Service Control Policy to deny unencrypted creation
Block any attempt to create an SNS topic without a KMS key across the org:
{
"Version": "2012-10-17",
"Statement": [
{
"Sid": "DenyUnencryptedSNS",
"Effect": "Deny",
"Action": "sns:CreateTopic",
"Resource": "*",
"Condition": {
"Null": {
"sns:KmsMasterKeyId": "true"
}
}
}
]
}
Catch it in CI with policy-as-code
If you use Terraform, an OPA/Conftest rule fails the plan before it merges:
package terraform.sns
deny[msg] {
resource := input.resource_changes[_]
resource.type == "aws_sns_topic"
not resource.change.after.kms_master_key_id
msg := sprintf("SNS topic '%s' must set kms_master_key_id", [resource.address])
}
Wire that into your pipeline so the gate runs on every pull request:
terraform plan -out tfplan.binary
terraform show -json tfplan.binary > tfplan.json
conftest test tfplan.json --policy policy/
Tip: Lensix runs the sns_unencrypted check continuously, so even topics created outside your IaC pipeline (console clicks, scripts, third-party tools) get caught. Pair the SCP for prevention with continuous scanning for the drift the SCP cannot see.
Best practices
- Default to a customer-managed key for sensitive topics. AWS-managed keys are fine for low-risk notifications, but a CMK gives you control over key policy, rotation, and the ability to revoke access fast during an incident.
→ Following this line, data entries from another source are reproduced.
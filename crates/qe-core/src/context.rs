//! Request State: the unit of work threaded through every stage
//!
//! The runner creates one `RequestState` per invocation and owns it for the
//! whole run; stages borrow it mutably for the duration of their own call.
//! Input fields are read-only once built, `metadata` only grows by merging,
//! and `warnings` / `nodes_executed` are append-only.
use serde_json::Value;

use crate::data_model::{IntentType, Metadata, QueryInput, QuerySignature, Record};
use crate::error::QueryEngineError;
use crate::stage::StageName;

#[derive(Debug, Clone)]
pub struct RequestState {
    pub request_id: String,

    intent_type: IntentType,
    metric: String,
    dimension: Option<String>,
    chart_type: String,
    raw_prompt: String,
    enhanced_prompt: String,

    pub sql_query: String,
    pub cache_key: String,
    pub cache_hit: bool,
    /// Seconds spent executing the statement
    pub execution_time: f64,
    pub raw_data: Vec<Record>,
    pub formatted_data: Vec<Record>,
    pub error: Option<QueryEngineError>,

    metadata: Metadata,
    warnings: Vec<String>,
    nodes_executed: Vec<StageName>,
}

impl RequestState {
    pub fn from_input(input: &QueryInput) -> Result<Self, QueryEngineError> {
        let metric = input.metric.trim();
        if metric.is_empty() {
            return Err(QueryEngineError::InvalidInput(
                "metric is required".to_string(),
            ));
        }

        let dimension = input
            .dimension
            .as_deref()
            .map(str::trim)
            .filter(|d| !d.is_empty())
            .map(str::to_string);

        Ok(Self {
            request_id: uuid::Uuid::new_v4().to_string(),
            intent_type: input.intent_type.clone(),
            metric: metric.to_string(),
            dimension,
            chart_type: input.chart_type.clone(),
            raw_prompt: input.raw_prompt.clone(),
            enhanced_prompt: input.enhanced_prompt.clone(),
            sql_query: String::new(),
            cache_key: String::new(),
            cache_hit: false,
            execution_time: 0.0,
            raw_data: Vec::new(),
            formatted_data: Vec::new(),
            error: None,
            metadata: Metadata::new(),
            warnings: Vec::new(),
            nodes_executed: Vec::new(),
        })
    }

    pub fn intent_type(&self) -> &IntentType {
        &self.intent_type
    }

    pub fn metric(&self) -> &str {
        &self.metric
    }

    pub fn dimension(&self) -> Option<&str> {
        self.dimension.as_deref()
    }

    pub fn chart_type(&self) -> &str {
        &self.chart_type
    }

    pub fn raw_prompt(&self) -> &str {
        &self.raw_prompt
    }

    pub fn enhanced_prompt(&self) -> &str {
        &self.enhanced_prompt
    }

    pub fn signature(&self) -> QuerySignature {
        QuerySignature {
            intent_type: self.intent_type.clone(),
            metric: self.metric.clone(),
            dimension: self.dimension.clone(),
            chart_type: self.chart_type.clone(),
        }
    }

    pub fn metadata(&self) -> &Metadata {
        &self.metadata
    }

    /// Set a single metadata key, keeping every other annotation
    pub fn annotate(&mut self, key: impl Into<String>, value: impl Into<Value>) {
        self.metadata.insert(key.into(), value.into());
    }

    /// Merge a batch of annotations; incoming keys win
    pub fn merge_metadata(&mut self, other: Metadata) {
        for (key, value) in other {
            self.metadata.insert(key, value);
        }
    }

    pub fn warnings(&self) -> &[String] {
        &self.warnings
    }

    pub fn warn(&mut self, message: impl Into<String>) {
        self.warnings.push(message.into());
    }

    pub fn extend_warnings<I>(&mut self, messages: I)
    where
        I: IntoIterator<Item = String>,
    {
        self.warnings.extend(messages);
    }

    pub fn nodes_executed(&self) -> &[StageName] {
        &self.nodes_executed
    }

    pub(crate) fn mark_executed(&mut self, stage: StageName) {
        self.nodes_executed.push(stage);
    }

    /// Consume the state, yielding the pieces the runner assembles into the envelope
    pub(crate) fn into_parts(self) -> (Vec<Record>, Metadata, Vec<String>) {
        (self.formatted_data, self.metadata, self.warnings)
    }
}

#[cfg(test)]
mod tests {
    use super::*;
    use serde_json::json;

    #[test]
    fn test_rejects_blank_metric() {
        let input = QueryInput::new("summary", "   ");
        let err = RequestState::from_input(&input).unwrap_err();
        assert!(matches!(err, QueryEngineError::InvalidInput(_)));
    }

    #[test]
    fn test_empty_dimension_is_absent() {
        let input = QueryInput::new("trend", "revenue").with_dimension("");
        let state = RequestState::from_input(&input).unwrap();
        assert_eq!(state.dimension(), None);
    }

    #[test]
    fn test_metadata_merges() {
        let input = QueryInput::new("summary", "revenue");
        let mut state = RequestState::from_input(&input).unwrap();
        state.annotate("cache_hit", false);
        let mut extra = Metadata::new();
        extra.insert("query".to_string(), json!("SELECT 1"));
        state.merge_metadata(extra);

        assert_eq!(state.metadata()["cache_hit"], json!(false));
        assert_eq!(state.metadata()["query"], json!("SELECT 1"));
    }
}
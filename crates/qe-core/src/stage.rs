//! Stage Trait: the contract every pipeline stage implements
//!
//! The topology is fixed:
//!
//! ```text
//! sql_generator → cache_checker ─hit──────────────────────────────→ cache_manager → end
//!                               └miss→ query_executor ─ok────→ data_formatter ─↗
//!                                                     └error→ error_handler ─↗
//! ```
use serde::{Serialize, Serializer};
use std::fmt;

use crate::context::RequestState;

#[derive(Debug, Clone, Copy, PartialEq, Eq, Hash, PartialOrd, Ord)]
pub enum StageName {
    SqlGenerator,
    CacheChecker,
    QueryExecutor,
    ErrorHandler,
    DataFormatter,
    CacheManager,
}

impl StageName {
    pub const ENTRY: StageName = StageName::SqlGenerator;

    pub const ALL: [StageName; 6] = [
        StageName::SqlGenerator,
        StageName::CacheChecker,
        StageName::QueryExecutor,
        StageName::ErrorHandler,
        StageName::DataFormatter,
        StageName::CacheManager,
    ];

    pub fn as_str(&self) -> &'static str {
        match self {
            Self::SqlGenerator => "sql_generator",
            Self::CacheChecker => "cache_checker",
            Self::QueryExecutor => "query_executor",
            Self::ErrorHandler => "error_handler",
            Self::DataFormatter => "data_formatter",
            Self::CacheManager => "cache_manager",
        }
    }

    /// Transition function of the state machine; `None` once the run is over.
    pub fn next(self, state: &RequestState) -> Option<StageName> {
        match self {
            Self::SqlGenerator => Some(Self::CacheChecker),
            Self::CacheChecker if state.cache_hit => Some(Self::CacheManager),
            Self::CacheChecker => Some(Self::QueryExecutor),
            Self::QueryExecutor if state.error.is_some() => Some(Self::ErrorHandler),
            Self::QueryExecutor => Some(Self::DataFormatter),
            Self::ErrorHandler => Some(Self::DataFormatter),
            Self::DataFormatter => Some(Self::CacheManager),
            Self::CacheManager => None,
        }
    }
}

impl fmt::Display for StageName {
    fn fmt(&self, f: &mut fmt::Formatter<'_>) -> fmt::Result {
        f.write_str(self.as_str())
    }
}

impl Serialize for StageName {
    fn serialize<S: Serializer>(&self, serializer: S) -> Result<S::Ok, S::Error> {
        serializer.serialize_str(self.as_str())
    }
}

/// One unit of pipeline work.
///
/// A stage mutates the state in place and reports failure through
/// `StageError`; the runner decides how each failure is recovered.
pub trait Stage: Send + Sync {
    fn name(&self) -> StageName;

    fn run(&self, state: &mut RequestState) -> Result<(), StageError>;
}

#[derive(Debug, Clone, PartialEq)]
pub enum StageError {
    GenerationFailed(String),
    CacheUnavailable(String),
    ExecutionFailed(String),
    FallbackFailed(String),
    FormattingFailed(String),
}

impl fmt::Display for StageError {
    fn fmt(&self, f: &mut fmt::Formatter) -> fmt::Result {
        match self {
            Self::GenerationFailed(msg) => write!(f, "SQL generation failed: {}", msg),
            Self::CacheUnavailable(msg) => write!(f, "Cache unavailable: {}", msg),
            Self::ExecutionFailed(msg) => write!(f, "{}", msg),
            Self::FallbackFailed(msg) => write!(f, "Error handler failed: {}", msg),
            Self::FormattingFailed(msg) => write!(f, "Data formatting failed: {}", msg),
        }
    }
}

impl std::error::Error for StageError {}
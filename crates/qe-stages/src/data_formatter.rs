use qe_core::{RequestState, Stage, StageError, StageName};
use qe_quality::ResultValidator;

/// Cleans `raw_data` into `formatted_data` and records validation stats
pub struct DataFormatterStage {
    validator: ResultValidator,
}

impl DataFormatterStage {
    pub fn new(validator: ResultValidator) -> Self {
        Self { validator }
    }
}

impl Default for DataFormatterStage {
    fn default() -> Self {
        Self::new(ResultValidator::default())
    }
}

impl Stage for DataFormatterStage {
    fn name(&self) -> StageName {
        StageName::DataFormatter
    }

    fn run(&self, state: &mut RequestState) -> Result<(), StageError> {
        let report = self.validator.validate(&state.raw_data, &state.signature());
        let stats = serde_json::to_value(&report.stats)
            .map_err(|e| StageError::FormattingFailed(e.to_string()))?;

        tracing::info!(
            records = report.cleaned_data.len(),
            warnings = report.warnings.len(),
            "data formatted and validated"
        );
        state.formatted_data = report.cleaned_data;
        state.extend_warnings(report.warnings);
        state.annotate("validation_stats", stats);
        Ok(())
    }
}
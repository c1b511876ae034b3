//! Cache entries and their payloads
use chrono::{DateTime, Utc};
use qe_core::{Metadata, Record};
use serde::{Deserialize, Serialize};
use std::time::Duration;

/// Data + metadata snapshot of a finished request
#[derive(Debug, Clone, PartialEq, Serialize, Deserialize)]
pub struct CachedPayload {
    pub data: Vec<Record>,
    pub metadata: Metadata,
}

/// A stored payload. Entries are never updated in place, only replaced.
#[derive(Debug, Clone, PartialEq)]
pub struct CacheEntry {
    pub key: String,
    pub payload: CachedPayload,
    pub created_at: DateTime<Utc>,
    pub ttl: Duration,
}

/// Everything about an entry except its payload
#[derive(Debug, Clone, PartialEq)]
pub struct EntryStamp {
    pub key: String,
    pub created_at: DateTime<Utc>,
    pub ttl: Duration,
}

impl CacheEntry {
    pub fn new(key: impl Into<String>, payload: CachedPayload, ttl: Duration) -> Self {
        Self {
            key: key.into(),
            payload,
            created_at: Utc::now(),
            ttl,
        }
    }

    pub fn is_expired(&self, now: DateTime<Utc>) -> bool {
        expired(self.created_at, self.ttl, now)
    }

    pub fn stamp(&self) -> EntryStamp {
        EntryStamp {
            key: self.key.clone(),
            created_at: self.created_at,
            ttl: self.ttl,
        }
    }
}

impl EntryStamp {
    pub fn is_expired(&self, now: DateTime<Utc>) -> bool {
        expired(self.created_at, self.ttl, now)
    }
}

fn expired(created_at: DateTime<Utc>, ttl: Duration, now: DateTime<Utc>) -> bool {
    // a clock that moved backwards counts as zero age
    let age = (now - created_at).to_std().unwrap_or(Duration::ZERO);
    age >= ttl
}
- Turn on automatic key rotation. Set
enable_key_rotation = trueon your CMKs so they rotate yearly without manual effort. - Encrypt the whole pipeline. An encrypted SNS topic feeding an unencrypted SQS queue still leaks at the next hop. Apply the same standard to the SQS queues, Lambda environment variables, and any S3 buckets in the chain.
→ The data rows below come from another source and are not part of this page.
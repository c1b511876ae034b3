//! Chat-completions client for OpenAI-compatible endpoints (Groq by default)
use qe_core::config::GenerationConfig;
use reqwest::blocking::Client;
use serde::{Deserialize, Serialize};
use std::time::Duration;

use crate::prompt::GenerationRequest;
use crate::{GenerationError, TextGenerator};

pub struct ChatCompletionClient {
    base_url: String,
    model: String,
    api_key: String,
    temperature: f32,
    max_tokens: u32,
    client: Client,
}

#[derive(Serialize)]
struct ChatRequest<'a> {
    model: &'a str,
    messages: Vec<ChatMessage>,
    temperature: f32,
    max_tokens: u32,
}

#[derive(Serialize, Deserialize, Debug)]
struct ChatMessage {
    role: String,
    content: String,
}

#[derive(Deserialize, Debug)]
struct ChatResponse {
    choices: Vec<ChatChoice>,
}

#[derive(Deserialize, Debug)]
struct ChatChoice {
    message: ChatMessage,
}

impl ChatCompletionClient {
    /// Build a client; `None` when no API key is configured.
    pub fn from_config(config: &GenerationConfig) -> Result<Option<Self>, GenerationError> {
        let Some(api_key) = config.api_key.clone() else {
            return Ok(None);
        };

        let client = Client::builder()
            .timeout(Duration::from_secs(config.timeout_secs))
            .build()
            .map_err(|e| GenerationError::Transport(e.to_string()))?;

        Ok(Some(Self {
            base_url: config.base_url.trim_end_matches('/').to_string(),
            model: config.model.clone(),
            api_key,
            temperature: config.temperature,
            max_tokens: config.max_tokens,
            client,
        }))
    }

    fn body(&self, request: &GenerationRequest) -> ChatRequest<'_> {
        ChatRequest {
            model: &self.model,
            messages: vec![
                ChatMessage {
                    role: "system".to_string(),
                    content: request.system_message(),
                },
                ChatMessage {
                    role: "user".to_string(),
                    content: request.task_description.clone(),
                },
            ],
            temperature: self.temperature,
            max_tokens: self.max_tokens,
        }
    }
}

impl TextGenerator for ChatCompletionClient {
    fn complete(&self, request: &GenerationRequest) -> Result<String, GenerationError> {
        let url = format!("{}/chat/completions", self.base_url);
        let response = self
            .client
            .post(&url)
            .bearer_auth(&self.api_key)
            .json(&self.body(request))
            .send()
            .map_err(|e| GenerationError::Transport(e.to_string()))?;

        let status = response.status();
        if !status.is_success() {
            let body = response.text().unwrap_or_default();
            return Err(GenerationError::Service {
                status: status.as_u16(),
                body,
            });
        }

        let text = response
            .text()
            .map_err(|e| GenerationError::Transport(e.to_string()))?;
        extract_content(&text)
    }
}

fn extract_content(body: &str) -> Result<String, GenerationError> {
    let parsed: ChatResponse =
        serde_json::from_str(body).map_err(|e| GenerationError::Malformed(e.to_string()))?;
    parsed
        .choices
        .into_iter()
        .next()
        .map(|choice| choice.message.content)
        .ok_or_else(|| GenerationError::Malformed("response has no choices".to_string()))
}
//! QE Stages: the six pipeline stages and the engine that wires them.
//!
//! # Pipeline Flow
//!
//! ```text
//! sql_generator → cache_checker ─hit──────────────────────────────→ cache_manager
//!                       │miss                                           ↑
//!                       ↓                                               │
//!                 query_executor ─ok──────────→ data_formatter ─────────┘
//!                       │error                        ↑
//!                       ↓                             │
//!                 error_handler ──────────────────────┘
//! ```

mod cache_checker;
mod cache_manager;
mod data_formatter;
mod engine;
mod error_handler;
pub mod fallback;
mod query_executor;
mod sql_generator;

pub use cache_checker::CacheCheckerStage;
pub use cache_manager::CacheManagerStage;
pub use data_formatter::DataFormatterStage;
pub use engine::QueryEngine;
pub use error_handler::ErrorHandlerStage;
pub use fallback::fallback_rows;
pub use query_executor::QueryExecutorStage;
pub use sql_generator::SqlGeneratorStage;

use qe_cache::ResultCache;
use qe_core::Stage;
use qe_quality::ResultValidator;
use qe_store::QueryStore;
use qe_translator::QueryTranslator;
use std::sync::Arc;

/// One instance of every stage, sharing the given collaborators
pub fn standard_stages(
    translator: Arc<QueryTranslator>,
    store: Arc<dyn QueryStore>,
    cache: Arc<ResultCache>,
    validator: ResultValidator,
) -> Vec<Box<dyn Stage>> {
    vec![
        Box::new(SqlGeneratorStage::new(translator)),
        Box::new(CacheCheckerStage::new(cache.clone())),
        Box::new(QueryExecutorStage::new(store)),
        Box::new(ErrorHandlerStage),
        Box::new(DataFormatterStage::new(validator)),
        Box::new(CacheManagerStage::new(cache)),
    ]
}
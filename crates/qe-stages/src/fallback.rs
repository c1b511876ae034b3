//! Placeholder rows used when the real query could not be executed
use qe_core::{IntentType, Record};
use serde_json::{json, Value};

/// Intent-shaped placeholder rows. Pure; never fails.
pub fn fallback_rows(intent_type: &IntentType, metric: &str, dimension: Option<&str>) -> Vec<Record> {
    match (intent_type, dimension) {
        (IntentType::Summary, Some(dimension)) => vec![
            row([(dimension, json!("No Data Available")), (metric, json!(0))]),
            row([(dimension, json!("System Error")), (metric, json!(0))]),
        ],
        (IntentType::Summary, None) => vec![row([(metric, json!(0)), ("status", json!("error"))])],
        (IntentType::Trend, _) => ["2024-01", "2024-02", "2024-03"]
            .into_iter()
            .map(|period| row([("period", json!(period)), (metric, json!(0))]))
            .collect(),
        (IntentType::Comparison, Some(dimension)) => ["Category A", "Category B", "Category C"]
            .into_iter()
            .map(|label| row([(dimension, json!(label)), (metric, json!(0))]))
            .collect(),
        (IntentType::Comparison, None) => vec![row([
            ("comparison", json!("No data available")),
            (metric, json!(0)),
        ])],
        (IntentType::Other(_), _) => vec![
            row([
                ("error", json!(true)),
                ("message", json!("Data temporarily unavailable")),
            ]),
            row([
                ("error", json!(true)),
                ("info", json!("Please try again in a few moments")),
            ]),
        ],
    }
}

fn row<const N: usize>(fields: [(&str, Value); N]) -> Record {
    fields
        .into_iter()
        .map(|(field, value)| (field.to_string(), value))
        .collect()
}
//! Data Model: intents, records and the input/output envelopes
use serde::{Deserialize, Serialize};
use serde_json::{Map, Value};
use std::fmt;

/// One row of a result set: field name → scalar value, in column order.
pub type Record = Map<String, Value>;

/// Free-form annotations accumulated across stages.
pub type Metadata = Map<String, Value>;

/// Kind of analysis the caller asked for.
#[derive(Debug, Clone, PartialEq, Eq, Hash, Serialize, Deserialize)]
#[serde(from = "String", into = "String")]
pub enum IntentType {
    Summary,
    Trend,
    Comparison,
    /// Any other intent label, kept verbatim
    Other(String),
}

impl IntentType {
    pub fn as_str(&self) -> &str {
        match self {
            Self::Summary => "summary",
            Self::Trend => "trend",
            Self::Comparison => "comparison",
            Self::Other(label) => label,
        }
    }
}

impl From<String> for IntentType {
    fn from(value: String) -> Self {
        match value.trim().to_lowercase().as_str() {
            "summary" => Self::Summary,
            "trend" => Self::Trend,
            "comparison" => Self::Comparison,
            _ => Self::Other(value),
        }
    }
}

impl From<&str> for IntentType {
    fn from(value: &str) -> Self {
        Self::from(value.to_string())
    }
}

impl From<IntentType> for String {
    fn from(value: IntentType) -> Self {
        value.as_str().to_string()
    }
}

impl Default for IntentType {
    fn default() -> Self {
        Self::Summary
    }
}

impl fmt::Display for IntentType {
    fn fmt(&self, f: &mut fmt::Formatter<'_>) -> fmt::Result {
        f.write_str(self.as_str())
    }
}

/// Input envelope handed over by the intent resolver
#[derive(Debug, Clone, Serialize, Deserialize)]
pub struct QueryInput {
    #[serde(default)]
    pub intent_type: IntentType,
    /// Required; an empty metric is rejected when the request state is built
    #[serde(default)]
    pub metric: String,
    #[serde(default)]
    pub dimension: Option<String>,
    #[serde(default = "default_chart_type")]
    pub chart_type: String,
    #[serde(default)]
    pub raw_prompt: String,
    #[serde(default)]
    pub enhanced_prompt: String,
}

fn default_chart_type() -> String {
    "bar".to_string()
}

impl QueryInput {
    pub fn new(intent_type: impl Into<IntentType>, metric: impl Into<String>) -> Self {
        Self {
            intent_type: intent_type.into(),
            metric: metric.into(),
            dimension: None,
            chart_type: default_chart_type(),
            raw_prompt: String::new(),
            enhanced_prompt: String::new(),
        }
    }

    pub fn with_dimension(mut self, dimension: impl Into<String>) -> Self {
        self.dimension = Some(dimension.into());
        self
    }

    pub fn with_chart_type(mut self, chart_type: impl Into<String>) -> Self {
        self.chart_type = chart_type.into();
        self
    }

    pub fn with_prompts(mut self, raw: impl Into<String>, enhanced: impl Into<String>) -> Self {
        self.raw_prompt = raw.into();
        self.enhanced_prompt = enhanced.into();
        self
    }
}

/// Output envelope for the visualization consumer
#[derive(Debug, Clone, PartialEq, Serialize, Deserialize)]
pub struct QueryOutput {
    pub data: Vec<Record>,
    pub metadata: Metadata,
}

impl QueryOutput {
    pub fn status(&self) -> Option<&str> {
        self.metadata.get("status").and_then(Value::as_str)
    }

    pub fn nodes_executed(&self) -> Vec<String> {
        self.metadata
            .get("nodes_executed")
            .and_then(Value::as_array)
            .map(|nodes| {
                nodes
                    .iter()
                    .filter_map(|n| n.as_str().map(str::to_string))
                    .collect()
            })
            .unwrap_or_default()
    }
}

/// The four intent fields that identify a cacheable query.
#[derive(Debug, Clone, PartialEq, Eq, Hash, Serialize, Deserialize)]
pub struct QuerySignature {
    pub intent_type: IntentType,
    pub metric: String,
    pub dimension: Option<String>,
    pub chart_type: String,
}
- Scope key policies tightly. Grant only the specific service principals and roles that publish or subscribe. Avoid
"Principal": "*"on KMS key policies. - Use a dedicated key per environment or data domain. Separate prod and non-prod keys so a compromise in one environment does not unlock the other.
- Watch deliveries after enabling encryption. Monitor the
NumberOfNotificationsFailedCloudWatch metric for a short window after changing the key. A spike usually means a subscriber is missing decrypt permission.
Server-side encryption on SNS is one of the cheapest security controls you can apply. There is no extra SNS charge for using it, the only cost is normal KMS request pricing, and the change is non-disruptive when you handle key permissions first. Get every topic encrypted, gate new topics in CI, and let continuous scanning catch the rest.